-- Stored data --
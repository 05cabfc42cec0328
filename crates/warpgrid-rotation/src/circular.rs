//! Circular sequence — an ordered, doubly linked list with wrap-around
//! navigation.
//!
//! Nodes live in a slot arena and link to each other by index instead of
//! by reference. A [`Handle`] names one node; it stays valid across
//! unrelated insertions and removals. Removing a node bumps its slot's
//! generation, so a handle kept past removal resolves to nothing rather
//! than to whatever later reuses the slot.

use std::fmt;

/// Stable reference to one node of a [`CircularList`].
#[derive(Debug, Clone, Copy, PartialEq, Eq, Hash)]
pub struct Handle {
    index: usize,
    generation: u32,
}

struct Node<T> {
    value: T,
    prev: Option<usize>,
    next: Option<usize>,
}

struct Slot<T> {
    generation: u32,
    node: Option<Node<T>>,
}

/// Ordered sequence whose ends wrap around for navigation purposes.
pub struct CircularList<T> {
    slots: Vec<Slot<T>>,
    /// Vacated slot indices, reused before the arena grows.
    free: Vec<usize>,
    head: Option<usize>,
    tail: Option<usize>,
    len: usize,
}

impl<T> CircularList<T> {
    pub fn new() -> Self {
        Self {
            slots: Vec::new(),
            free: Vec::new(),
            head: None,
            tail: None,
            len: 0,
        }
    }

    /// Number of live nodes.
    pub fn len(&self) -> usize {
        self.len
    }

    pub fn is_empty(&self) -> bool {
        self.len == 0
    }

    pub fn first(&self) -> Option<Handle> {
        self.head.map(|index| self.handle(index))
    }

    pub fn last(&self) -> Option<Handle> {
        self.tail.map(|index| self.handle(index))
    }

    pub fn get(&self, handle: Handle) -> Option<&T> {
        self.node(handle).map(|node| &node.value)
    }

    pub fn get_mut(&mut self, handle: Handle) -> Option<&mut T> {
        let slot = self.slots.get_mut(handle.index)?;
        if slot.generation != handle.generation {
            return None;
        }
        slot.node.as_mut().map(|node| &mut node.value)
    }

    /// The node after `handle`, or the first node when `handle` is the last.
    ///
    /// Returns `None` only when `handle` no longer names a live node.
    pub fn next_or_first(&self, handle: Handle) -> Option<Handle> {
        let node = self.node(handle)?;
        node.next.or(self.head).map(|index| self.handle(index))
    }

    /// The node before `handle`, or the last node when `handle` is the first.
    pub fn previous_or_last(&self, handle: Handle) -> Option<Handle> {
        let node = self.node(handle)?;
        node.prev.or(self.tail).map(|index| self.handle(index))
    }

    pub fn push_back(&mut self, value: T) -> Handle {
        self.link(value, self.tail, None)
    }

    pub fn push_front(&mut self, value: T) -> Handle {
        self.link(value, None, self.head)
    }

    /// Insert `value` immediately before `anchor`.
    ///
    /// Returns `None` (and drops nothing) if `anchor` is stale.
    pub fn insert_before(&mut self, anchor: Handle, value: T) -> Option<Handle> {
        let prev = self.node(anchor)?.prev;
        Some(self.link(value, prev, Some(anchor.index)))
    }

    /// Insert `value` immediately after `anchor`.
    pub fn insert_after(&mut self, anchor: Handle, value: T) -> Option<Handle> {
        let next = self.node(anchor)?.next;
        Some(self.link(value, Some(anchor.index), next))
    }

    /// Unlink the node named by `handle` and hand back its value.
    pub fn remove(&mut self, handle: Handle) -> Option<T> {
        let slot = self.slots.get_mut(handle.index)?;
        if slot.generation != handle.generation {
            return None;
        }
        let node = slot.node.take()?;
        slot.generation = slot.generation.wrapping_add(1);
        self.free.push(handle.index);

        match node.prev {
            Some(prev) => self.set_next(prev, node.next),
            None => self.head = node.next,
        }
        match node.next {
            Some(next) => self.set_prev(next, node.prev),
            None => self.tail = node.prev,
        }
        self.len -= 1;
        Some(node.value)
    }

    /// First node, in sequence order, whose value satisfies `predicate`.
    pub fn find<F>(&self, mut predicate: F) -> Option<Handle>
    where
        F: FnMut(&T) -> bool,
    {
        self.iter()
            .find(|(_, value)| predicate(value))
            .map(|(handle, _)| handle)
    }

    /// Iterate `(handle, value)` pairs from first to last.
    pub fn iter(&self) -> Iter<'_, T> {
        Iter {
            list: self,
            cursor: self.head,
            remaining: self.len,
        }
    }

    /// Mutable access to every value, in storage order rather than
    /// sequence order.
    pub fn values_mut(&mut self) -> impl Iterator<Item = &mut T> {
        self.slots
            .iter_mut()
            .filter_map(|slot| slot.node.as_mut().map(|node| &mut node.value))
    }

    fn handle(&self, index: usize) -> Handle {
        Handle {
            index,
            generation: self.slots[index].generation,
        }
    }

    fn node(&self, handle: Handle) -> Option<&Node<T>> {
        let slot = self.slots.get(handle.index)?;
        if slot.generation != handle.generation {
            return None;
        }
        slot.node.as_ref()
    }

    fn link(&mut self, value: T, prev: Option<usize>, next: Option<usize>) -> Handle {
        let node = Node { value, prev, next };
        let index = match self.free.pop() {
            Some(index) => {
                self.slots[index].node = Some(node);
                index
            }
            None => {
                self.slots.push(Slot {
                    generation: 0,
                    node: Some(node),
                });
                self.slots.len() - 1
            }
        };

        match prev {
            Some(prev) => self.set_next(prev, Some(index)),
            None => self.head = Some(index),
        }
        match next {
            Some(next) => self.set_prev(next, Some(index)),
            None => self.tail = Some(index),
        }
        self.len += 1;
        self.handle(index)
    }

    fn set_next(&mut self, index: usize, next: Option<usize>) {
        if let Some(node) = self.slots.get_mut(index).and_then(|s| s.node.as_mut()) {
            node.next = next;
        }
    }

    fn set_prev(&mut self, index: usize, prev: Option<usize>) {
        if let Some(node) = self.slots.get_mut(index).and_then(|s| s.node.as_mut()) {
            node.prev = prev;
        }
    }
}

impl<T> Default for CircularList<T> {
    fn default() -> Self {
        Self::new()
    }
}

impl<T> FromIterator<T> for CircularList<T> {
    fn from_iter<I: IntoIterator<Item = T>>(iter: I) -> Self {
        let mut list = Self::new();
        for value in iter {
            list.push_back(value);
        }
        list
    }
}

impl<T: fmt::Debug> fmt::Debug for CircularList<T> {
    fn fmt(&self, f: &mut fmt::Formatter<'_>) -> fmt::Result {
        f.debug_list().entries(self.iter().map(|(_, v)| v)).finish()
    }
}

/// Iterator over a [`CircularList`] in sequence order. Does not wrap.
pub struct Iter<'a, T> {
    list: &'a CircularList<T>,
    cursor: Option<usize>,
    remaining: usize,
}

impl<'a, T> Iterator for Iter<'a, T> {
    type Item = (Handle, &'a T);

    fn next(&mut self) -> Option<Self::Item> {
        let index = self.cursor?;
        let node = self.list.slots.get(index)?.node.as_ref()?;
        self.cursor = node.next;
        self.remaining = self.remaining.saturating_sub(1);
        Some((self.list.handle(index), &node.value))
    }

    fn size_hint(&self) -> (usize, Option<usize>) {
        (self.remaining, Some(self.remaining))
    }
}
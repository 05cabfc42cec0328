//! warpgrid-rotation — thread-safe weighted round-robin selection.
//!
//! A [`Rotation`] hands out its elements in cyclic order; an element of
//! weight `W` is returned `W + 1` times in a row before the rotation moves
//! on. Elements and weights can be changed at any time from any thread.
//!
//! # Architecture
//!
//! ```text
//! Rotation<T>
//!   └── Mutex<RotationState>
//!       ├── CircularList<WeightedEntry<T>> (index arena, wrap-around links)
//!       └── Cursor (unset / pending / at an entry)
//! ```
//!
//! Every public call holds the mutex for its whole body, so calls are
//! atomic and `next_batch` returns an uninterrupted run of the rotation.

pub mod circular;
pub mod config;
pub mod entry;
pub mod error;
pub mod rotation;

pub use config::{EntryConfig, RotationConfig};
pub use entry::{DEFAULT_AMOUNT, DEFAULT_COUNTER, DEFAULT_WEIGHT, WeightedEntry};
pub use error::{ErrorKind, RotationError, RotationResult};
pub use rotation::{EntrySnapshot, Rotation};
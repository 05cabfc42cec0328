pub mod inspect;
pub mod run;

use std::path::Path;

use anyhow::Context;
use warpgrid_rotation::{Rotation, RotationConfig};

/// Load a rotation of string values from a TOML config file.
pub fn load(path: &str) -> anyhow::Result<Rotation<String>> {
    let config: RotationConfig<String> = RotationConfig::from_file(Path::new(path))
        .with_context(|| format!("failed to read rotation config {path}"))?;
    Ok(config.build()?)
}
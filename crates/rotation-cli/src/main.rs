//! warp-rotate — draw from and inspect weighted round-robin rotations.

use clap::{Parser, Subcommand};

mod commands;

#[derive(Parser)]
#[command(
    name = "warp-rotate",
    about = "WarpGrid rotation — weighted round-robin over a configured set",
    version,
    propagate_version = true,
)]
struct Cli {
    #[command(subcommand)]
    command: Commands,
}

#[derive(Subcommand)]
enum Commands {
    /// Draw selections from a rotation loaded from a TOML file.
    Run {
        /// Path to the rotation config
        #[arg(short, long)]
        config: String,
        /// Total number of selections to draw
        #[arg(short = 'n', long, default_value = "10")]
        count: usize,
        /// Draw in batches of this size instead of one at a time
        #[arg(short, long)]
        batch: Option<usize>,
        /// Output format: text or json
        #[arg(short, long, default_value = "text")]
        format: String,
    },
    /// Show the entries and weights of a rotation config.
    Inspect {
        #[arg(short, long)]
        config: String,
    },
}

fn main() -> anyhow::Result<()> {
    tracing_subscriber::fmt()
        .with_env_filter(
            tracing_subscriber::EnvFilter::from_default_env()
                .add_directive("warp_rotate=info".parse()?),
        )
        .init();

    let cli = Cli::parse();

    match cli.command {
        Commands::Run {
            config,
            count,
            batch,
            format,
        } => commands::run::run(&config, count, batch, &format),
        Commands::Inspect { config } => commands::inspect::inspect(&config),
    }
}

-- TASK PROMPT --
Write only the number of lines above that contain "free".

-- RESULT OF THE TASK --
4